Matthias Rische - Periplaneta TresenLesen 2022

Leseprobe aus “Die Mimik der Haie” von Matthias Rische

Sie schlägt mit beiden Händen immer wieder auf das gepolsterte Lenkrad, während ihr Fuß das Gaspedal durchdrückt. Durch einen Schleier von Tränen erkennt sie die unwirkliche Landschaft im Licht der Dämmerung. Diffus.

Der metallicgrüne Peugeot rast auf ein Waldgebiet zu, in dem sich die Bäume der gegenüber liegenden Straßenseiten einander zuneigen, als würden sie einer speziellen Etikette folgen.

Seit über einer Stunde fährt sie stur geradeaus.
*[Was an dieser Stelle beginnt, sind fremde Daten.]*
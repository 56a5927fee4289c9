//! Integration tests for the rewrite pipeline
//!
//! Exercises the orchestrator with scripted collaborators:
//! - Key rotation on quota errors
//! - Duplicate and excluded-domain skips
//! - Batch pacing and cancellation

mod common;

use common::{raw_article, MockExtractor, ScriptedRewriter, Step, STORY_A, STORY_B, STORY_C};
use newsloom::models::{NewArchiveEntry, PostStatus};
use newsloom::pipeline::{
    ArticleOutcome, OrchestratorConfig, PipelineStores, RewriteOrchestrator, StopFlag,
};
use newsloom::scheduler::KeyPool;
use newsloom::storage::{ArchiveStore, PublishQueue};
use newsloom::utils::error::ProcessError;
use std::sync::Arc;
use std::time::Duration;
use tokio::time::Instant;

const URL_A: &str = "https://news.example/transport";
const URL_B: &str = "https://news.example/floods";
const URL_C: &str = "https://news.example/fish";

struct Harness {
    archive: ArchiveStore,
    keys: KeyPool,
    queue: PublishQueue,
}

impl Harness {
    fn with_keys(count: usize) -> Self {
        let mut keys = KeyPool::new();
        for i in 1..=count {
            keys.add("gemini", format!("k{i}"), format!("key {i}"));
        }
        Self {
            archive: ArchiveStore::new(),
            keys,
            queue: PublishQueue::new(),
        }
    }

    fn stores(&mut self) -> PipelineStores<'_> {
        PipelineStores {
            archive: &mut self.archive,
            keys: &mut self.keys,
            queue: &mut self.queue,
        }
    }
}

fn extractor() -> Arc<MockExtractor> {
    Arc::new(MockExtractor::new(vec![
        raw_article(URL_A, "Council approves transport budget", STORY_A),
        raw_article(URL_B, "Floods hit coastal villages", STORY_B),
        raw_article(URL_C, "New deep sea fish discovered", STORY_C),
    ]))
}

fn orchestrator(
    extractor: Arc<MockExtractor>,
    rewriter: Arc<ScriptedRewriter>,
    config: OrchestratorConfig,
) -> RewriteOrchestrator {
    RewriteOrchestrator::new(extractor, rewriter, config)
}

// ============================================================================
// Key rotation
// ============================================================================

#[tokio::test(start_paused = true)]
async fn test_quota_twice_then_success_rotates_twice() {
    let mut harness = Harness::with_keys(3);
    let rewriter = Arc::new(ScriptedRewriter::new(
        vec![Step::Quota, Step::Quota],
        Step::Rewrite,
    ));
    let orchestrator = orchestrator(extractor(), rewriter.clone(), OrchestratorConfig::default());

    let started = Instant::now();
    let report = orchestrator.process_url(URL_A, &mut harness.stores()).await;

    assert!(report.outcome.is_stored(), "got {:?}", report.outcome);
    assert_eq!(report.attempts, 3);
    assert_eq!(report.rotations, 2);
    assert_eq!(rewriter.keys_used(), vec!["k1", "k2", "k3"]);
    assert_eq!(harness.keys.cursor("gemini"), 2);
    assert!(harness.keys.keys("gemini").iter().all(|k| k.usage_count == 1));

    // One backoff per rotation
    assert_eq!(started.elapsed(), Duration::from_secs(2));

    assert_eq!(harness.archive.len(), 1);
    assert_eq!(harness.queue.len(), 1);
    assert_eq!(harness.queue.posts()[0].status, PostStatus::Pending);
}

#[tokio::test(start_paused = true)]
async fn test_persistent_quota_gives_up_after_max_rotations() {
    let mut harness = Harness::with_keys(3);
    let rewriter = Arc::new(ScriptedRewriter::new(Vec::new(), Step::Quota));
    let orchestrator = orchestrator(extractor(), rewriter.clone(), OrchestratorConfig::default());

    let report = orchestrator.process_url(URL_A, &mut harness.stores()).await;

    assert_eq!(report.attempts, 4);
    assert_eq!(report.rotations, 3);
    assert!(matches!(
        report.outcome,
        ArticleOutcome::Failed {
            error: ProcessError::QuotaExhausted { rotations: 3, .. }
        }
    ));
    // Rotation wraps around the pool
    assert_eq!(rewriter.keys_used(), vec!["k1", "k2", "k3", "k1"]);
    assert!(harness.archive.is_empty());
    assert!(harness.queue.is_empty());
}

#[tokio::test(start_paused = true)]
async fn test_non_quota_error_does_not_rotate() {
    let mut harness = Harness::with_keys(2);
    let rewriter = Arc::new(ScriptedRewriter::new(Vec::new(), Step::Reject));
    let orchestrator = orchestrator(extractor(), rewriter.clone(), OrchestratorConfig::default());

    let report = orchestrator.process_url(URL_A, &mut harness.stores()).await;

    assert_eq!(report.attempts, 1);
    assert_eq!(report.rotations, 0);
    assert!(matches!(
        report.outcome,
        ArticleOutcome::Failed {
            error: ProcessError::Rewrite(_)
        }
    ));
    assert_eq!(harness.keys.cursor("gemini"), 0);
}

#[tokio::test(start_paused = true)]
async fn test_single_key_retries_same_key() {
    let mut harness = Harness::with_keys(1);
    let rewriter = Arc::new(ScriptedRewriter::new(vec![Step::Quota], Step::Rewrite));
    let orchestrator = orchestrator(extractor(), rewriter.clone(), OrchestratorConfig::default());

    let report = orchestrator.process_url(URL_A, &mut harness.stores()).await;

    assert!(report.outcome.is_stored());
    assert_eq!(report.rotations, 1);
    assert_eq!(rewriter.keys_used(), vec!["k1", "k1"]);
}

#[tokio::test]
async fn test_missing_key_fails_without_calling_rewriter() {
    let mut harness = Harness::with_keys(0);
    let rewriter = Arc::new(ScriptedRewriter::ok());
    let orchestrator = orchestrator(extractor(), rewriter.clone(), OrchestratorConfig::default());

    let report = orchestrator.process_url(URL_A, &mut harness.stores()).await;

    assert!(matches!(
        report.outcome,
        ArticleOutcome::Failed {
            error: ProcessError::NoActiveKey { .. }
        }
    ));
    assert!(rewriter.keys_used().is_empty());
}

// ============================================================================
// Skips
// ============================================================================

#[tokio::test]
async fn test_duplicate_is_skipped_before_rewrite() {
    let mut harness = Harness::with_keys(1);
    harness.archive.insert(NewArchiveEntry {
        title: "X wins award".to_string(),
        content: STORY_A.to_string(),
        ..Default::default()
    });

    let extractor = Arc::new(MockExtractor::new(vec![raw_article(
        URL_A,
        "X wins award today",
        STORY_A,
    )]));
    let rewriter = Arc::new(ScriptedRewriter::ok());
    let orchestrator = orchestrator(extractor, rewriter.clone(), OrchestratorConfig::default());

    let report = orchestrator.process_url(URL_A, &mut harness.stores()).await;

    match &report.outcome {
        ArticleOutcome::SkippedDuplicate { matched_title, .. } => {
            assert_eq!(matched_title, "X wins award")
        }
        other => panic!("expected duplicate, got {other:?}"),
    }
    assert!(rewriter.keys_used().is_empty());
    assert_eq!(harness.archive.len(), 1);
    assert!(harness.queue.is_empty());
}

#[tokio::test]
async fn test_excluded_domain_is_not_fetched() {
    let mut harness = Harness::with_keys(1);
    let extractor = extractor();
    let config = OrchestratorConfig {
        excluded_domains: vec!["blocked.example".to_string()],
        ..Default::default()
    };
    let orchestrator = orchestrator(extractor.clone(), Arc::new(ScriptedRewriter::ok()), config);

    let report = orchestrator
        .process_url("https://www.sport.blocked.example/match", &mut harness.stores())
        .await;

    assert!(matches!(
        report.outcome,
        ArticleOutcome::SkippedExcluded { ref domain } if domain == "blocked.example"
    ));
    assert!(extractor.calls().is_empty());

    // A host that merely contains the name is not excluded
    let report = orchestrator
        .process_url("https://notblocked.example/a", &mut harness.stores())
        .await;
    assert!(!matches!(report.outcome, ArticleOutcome::SkippedExcluded { .. }));
}

#[tokio::test]
async fn test_auto_enqueue_disabled_archives_only() {
    let mut harness = Harness::with_keys(1);
    let config = OrchestratorConfig {
        auto_enqueue: false,
        ..Default::default()
    };
    let orchestrator = orchestrator(extractor(), Arc::new(ScriptedRewriter::ok()), config);

    let report = orchestrator.process_url(URL_B, &mut harness.stores()).await;

    match report.outcome {
        ArticleOutcome::Stored {
            article,
            queued_post,
        } => {
            assert_eq!(article.title, "Breaking: Floods hit coastal villages");
            assert_eq!(article.original_url, URL_B);
            assert!(queued_post.is_none());
        }
        other => panic!("expected stored, got {other:?}"),
    }
    assert_eq!(harness.archive.len(), 1);
    assert!(harness.queue.is_empty());
}

// ============================================================================
// Batches
// ============================================================================

fn urls(list: &[&str]) -> Vec<String> {
    list.iter().map(|u| u.to_string()).collect()
}

#[tokio::test(start_paused = true)]
async fn test_batch_delays_follow_outcomes() {
    let mut harness = Harness::with_keys(1);
    let orchestrator = orchestrator(
        extractor(),
        Arc::new(ScriptedRewriter::ok()),
        OrchestratorConfig::default(),
    );

    let started = Instant::now();
    let summary = orchestrator
        .process_batch(
            &urls(&[URL_A, "https://news.example/missing", URL_C]),
            &mut harness.stores(),
            &StopFlag::new(),
        )
        .await;

    assert_eq!(summary.stored(), 2);
    assert_eq!(summary.failed(), 1);
    assert!(!summary.was_cancelled());
    // 1.5 s after the store, 0.5 s after the failure, nothing after the last
    assert_eq!(started.elapsed(), Duration::from_millis(2000));
    assert_eq!(harness.queue.pending().len(), 2);
}

#[tokio::test(start_paused = true)]
async fn test_batch_skips_have_no_delay_and_catch_repeats() {
    let mut harness = Harness::with_keys(1);
    let extractor = Arc::new(MockExtractor::new(vec![
        raw_article(URL_A, "Council approves transport budget", STORY_A),
        raw_article(
            "https://mirror.example/transport",
            "Council approves transport budget",
            STORY_A,
        ),
        raw_article(URL_C, "New deep sea fish discovered", STORY_C),
    ]));
    let orchestrator = orchestrator(
        extractor,
        Arc::new(ScriptedRewriter::ok()),
        OrchestratorConfig::default(),
    );

    let started = Instant::now();
    let summary = orchestrator
        .process_batch(
            &urls(&[URL_A, "https://mirror.example/transport", URL_C]),
            &mut harness.stores(),
            &StopFlag::new(),
        )
        .await;

    assert_eq!(summary.stored(), 2);
    assert_eq!(summary.duplicates(), 1);
    assert_eq!(started.elapsed(), Duration::from_millis(1500));
    assert_eq!(harness.archive.len(), 2);
}

#[tokio::test(start_paused = true)]
async fn test_batch_stop_finishes_current_article() {
    let mut harness = Harness::with_keys(1);
    let extractor = extractor();
    let orchestrator = orchestrator(
        extractor.clone(),
        Arc::new(ScriptedRewriter::ok()),
        OrchestratorConfig::default(),
    );

    let stop = StopFlag::new();
    let stopper = stop.clone();
    let mut seen = Vec::new();
    let summary = orchestrator
        .process_batch_with(
            &urls(&[URL_A, URL_B, URL_C]),
            &mut harness.stores(),
            &stop,
            |index, report| {
                seen.push((index, report.outcome.label()));
                stopper.stop();
            },
        )
        .await;

    assert_eq!(seen, vec![(0, "stored")]);
    assert_eq!(summary.reports.len(), 1);
    assert_eq!(summary.not_started, 2);
    assert!(summary.was_cancelled());
    assert_eq!(extractor.calls(), vec![URL_A]);
}

#[tokio::test]
async fn test_batch_with_stop_already_set_does_nothing() {
    let mut harness = Harness::with_keys(1);
    let orchestrator = orchestrator(
        extractor(),
        Arc::new(ScriptedRewriter::ok()),
        OrchestratorConfig::default(),
    );
    let stop = StopFlag::new();
    stop.stop();

    let summary = orchestrator
        .process_batch(&urls(&[URL_A, URL_B]), &mut harness.stores(), &stop)
        .await;

    assert!(summary.reports.is_empty());
    assert_eq!(summary.not_started, 2);
}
Damit sie nicht plötzlich wieder am Ausgangspunkt ankommt. Raus aus der Stadt, die mit einem Mal zu klein geworden ist – für Micha und sie. 

Sie hatte den Ring an seiner rissigen Hand bemerkt. Zum ersten Mal. Nach zwei Jahren glücklicher Beziehung hatte er vergessen, ihn abzulegen, ehe sie sich trafen. Wenn sie das vor gewusst hätte, sie hätte doch nie …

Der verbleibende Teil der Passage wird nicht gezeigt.